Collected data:
Segment Open
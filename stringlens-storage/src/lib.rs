// Copyright 2025 Sushanth (https://github.com/sushanthpy)
//
// This program is free software: you can redistribute it and/or modify
// it under the terms of the GNU Affero General Public License as published by
// the Free Software Foundation, either version 3 of the License, or
// (at your option) any later version.
//
// This program is distributed in the hope that it will be useful,
// but WITHOUT ANY WARRANTY; without even the implied warranty of
// MERCHANTABILITY or FITNESS FOR A PARTICULAR PURPOSE. See the
// GNU Affero General Public License for more details.
//
// You should have received a copy of the GNU Affero General Public License
// along with this program. If not, see <https://www.gnu.org/licenses/>.

//! Stringlens Storage
//!
//! The record store capability consumed by the service layer, plus the
//! in-memory implementation used by the server (optionally snapshotted to disk).

pub mod record_store;

pub use record_store::{
    DeleteOutcome, InMemoryRecordStore, InsertOutcome, RecordStore, StoreStats, StoredRecord,
};
// Copyright 2025 Sushanth (https://github.com/sushanthpy)
//
// This program is free software: you can redistribute it and/or modify
// it under the terms of the GNU Affero General Public License as published by
// the Free Software Foundation, either version 3 of the License, or
// (at your option) any later version.
//
// This program is distributed in the hope that it will be useful,
// but WITHOUT ANY WARRANTY; without even the implied warranty of
// MERCHANTABILITY or FITNESS FOR A PARTICULAR PURPOSE. See the
// GNU Affero General Public License for more details.
//
// You should have received a copy of the GNU Affero General Public License
// along with this program. If not, see <https://www.gnu.org/licenses/>.

use axum::{
    extract::{rejection::JsonRejection, Path, Query, State},
    http::StatusCode,
    Json,
};
use serde::Serialize;
use serde_json::Value;
use stringlens_core::{analyze, FilterSet};
use stringlens_storage::{DeleteOutcome, InsertOutcome};
use tracing::{debug, info};

use crate::api::{run_blocking, ApiError, AppState, RecordView};
use crate::validation::{extract_value, filters_from_params, StringQueryParams};

/// Response body for `GET /strings`
#[derive(Debug, Serialize)]
pub struct ListResponse {
    pub data: Vec<RecordView>,
    pub count: usize,
    pub filters_applied: FilterSet,
}

/// POST /strings
///
/// Analyzes `value` and stores the result. Responds 409 when a string with the
/// same canonical form is already stored. A body that is not a JSON document
/// (wrong content type, empty, malformed) is a 400.
pub async fn create_string(
    State(state): State<AppState>,
    payload: Result<Json<Value>, JsonRejection>,
) -> Result<(StatusCode, Json<RecordView>), ApiError> {
    let Json(body) = payload.map_err(|rejection| {
        debug!("Rejected request body: {}", rejection.body_text());
        ApiError::BadRequest(format!("Invalid JSON body: {}", rejection.body_text()))
    })?;

    let record = analyze(extract_value(&body)?);
    let id = record.id.clone();

    let store = state.store.clone();
    match run_blocking(move || store.insert_if_absent(record)).await? {
        InsertOutcome::Created(stored) => {
            info!(id = %id, "created string");
            Ok((StatusCode::CREATED, Json(stored.into())))
        }
        InsertOutcome::AlreadyExists(_) => {
            debug!(id = %id, "rejected duplicate string");
            Err(ApiError::Conflict("String already exists".to_string()))
        }
    }
}

/// GET /strings
///
/// Lists stored strings matching the structured filter parameters.
pub async fn list_strings(
    State(state): State<AppState>,
    Query(params): Query<StringQueryParams>,
) -> Result<Json<ListResponse>, ApiError> {
    let filters = filters_from_params(&params)?;

    let store = state.store.clone();
    let scan_filters = filters.clone();
    let data: Vec<RecordView> = run_blocking(move || store.scan(&scan_filters))
        .await?
        .into_iter()
        .map(RecordView::from)
        .collect();

    Ok(Json(ListResponse {
        count: data.len(),
        data,
        filters_applied: filters,
    }))
}

/// GET /strings/:value
pub async fn get_string(
    State(state): State<AppState>,
    Path(value): Path<String>,
) -> Result<Json<RecordView>, ApiError> {
    let store = state.store.clone();
    run_blocking(move || store.get_by_value(&value))
        .await?
        .map(|stored| Json(stored.into()))
        .ok_or_else(|| ApiError::NotFound("String not found".to_string()))
}

/// DELETE /strings/:value
pub async fn delete_string(
    State(state): State<AppState>,
    Path(value): Path<String>,
) -> Result<StatusCode, ApiError> {
    let store = state.store.clone();
    match run_blocking(move || store.delete_by_value(&value)).await? {
        DeleteOutcome::Deleted => Ok(StatusCode::NO_CONTENT),
        DeleteOutcome::NotFound => Err(ApiError::NotFound("String not found".to_string())),
    }
}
Segment Closed
Every record must be transcribed exactly as written.

Exercise result
filename stringlens-storage/src/lib.rs
// Copyright 2025 Sushanth (https://github.com/sushanthpy)
//
// This program is free software: you can redistribute it and/or modify
// it under the terms of the GNU Affero General Public License as published by
// the Free Software Foundation, either version 3 of the License, or
// (at your option) any later version.
//
// This program is distributed in the hope that it will be useful,
// but WITHOUT ANY WARRANTY; without even the implied warranty of
// MERCHANTABILITY or FITNESS FOR A PARTICULAR PURPOSE. See the
// GNU Affero General Public License for more details.
//
// You should have received a copy of the GNU Affero General Public License
// along with this program. If not, see <https://www.gnu.org/licenses/>.

//! Stringlens Storage
//!
//! The record store capability consumed by the service layer, plus the
//! in-memory implementation used by the server (optionally snapshotted to disk).

pub mod record_store;

pub use record_store::{
    DeleteOutcome, InMemoryRecordStore, InsertOutcome, RecordStore, StoreStats, StoredRecord,
};
// Copyright 2025 Sushanth (https://github.com/sushanthpy)
//
// This program is free software: you can redistribute it and/or modify
// it under the terms of the GNU Affero General Public License as published by
// the Free Software Foundation, either version 3 of the License, or
// (at your option) any later version.
//
// This program is distributed in the hope that it will be useful,
// but WITHOUT ANY WARRANTY; without even the implied warranty of
// MERCHANTABILITY or FITNESS FOR A PARTICULAR PURPOSE. See the
// GNU Affero General Public License for more details.
//
// You should have received a copy of the GNU Affero General Public License
// along with this program. If not, see <https://www.gnu.org/licenses/>.

use axum::{
    extract::{rejection::JsonRejection, Path, Query, State},
    http::StatusCode,
    Json,
};
use serde::Serialize;
use serde_json::Value;
use stringlens_core::{analyze, FilterSet};
use stringlens_storage::{DeleteOutcome, InsertOutcome};
use tracing::{debug, info};

use crate::api::{run_blocking, ApiError, AppState, RecordView};
use crate::validation::{extract_value, filters_from_params, StringQueryParams};

/// Response body for `GET /strings`
#[derive(Debug, Serialize)]
pub struct ListResponse {
    pub data: Vec<RecordView>,
    pub count: usize,
    pub filters_applied: FilterSet,
}

/// POST /strings
///
/// Analyzes `value` and stores the result. Responds 409 when a string with the
/// same canonical form is already stored. A body that is not a JSON document
/// (wrong content type, empty, malformed) is a 400.
pub async fn create_string(
    State(state): State<AppState>,
    payload: Result<Json<Value>, JsonRejection>,
) -> Result<(StatusCode, Json<RecordView>), ApiError> {
    let Json(body) = payload.map_err(|rejection| {
        debug!("Rejected request body: {}", rejection.body_text());
        ApiError::BadRequest(format!("Invalid JSON body: {}", rejection.body_text()))
    })?;

    let record = analyze(extract_value(&body)?);
    let id = record.id.clone();

    let store = state.store.clone();
    match run_blocking(move || store.insert_if_absent(record)).await? {
        InsertOutcome::Created(stored) => {
            info!(id = %id, "created string");
            Ok((StatusCode::CREATED, Json(stored.into())))
        }
        InsertOutcome::AlreadyExists(_) => {
            debug!(id = %id, "rejected duplicate string");
            Err(ApiError::Conflict("String already exists".to_string()))
        }
    }
}

/// GET /strings
///
/// Lists stored strings matching the structured filter parameters.
pub async fn list_strings(
    State(state): State<AppState>,
    Query(params): Query<StringQueryParams>,
) -> Result<Json<ListResponse>, ApiError> {
    let filters = filters_from_params(&params)?;

    let store = state.store.clone();
    let scan_filters = filters.clone();
    let data: Vec<RecordView> = run_blocking(move || store.scan(&scan_filters))
        .await?
        .into_iter()
        .map(RecordView::from)
        .collect();

    Ok(Json(ListResponse {
        count: data.len(),
        data,
        filters_applied: filters,
    }))
}

/// GET /strings/:value
pub async fn get_string(
    State(state): State<AppState>,
    Path(value): Path<String>,
) -> Result<Json<RecordView>, ApiError> {
    let store = state.store.clone();
    run_blocking(move || store.get_by_value(&value))
        .await?
        .map(|stored| Json(stored.into()))
        .ok_or_else(|| ApiError::NotFound("String not found".to_string()))
}

/// DELETE /strings/:value
pub async fn delete_string(
    State(state): State<AppState>,
    Path(value): Path<String>,
) -> Result<StatusCode, ApiError> {
    let store = state.store.clone();
    match run_blocking(move || store.delete_by_value(&value)).await? {
        DeleteOutcome::Deleted => Ok(StatusCode::NO_CONTENT),
        DeleteOutcome::NotFound => Err(ApiError::NotFound("String not found".to_string())),
    }
}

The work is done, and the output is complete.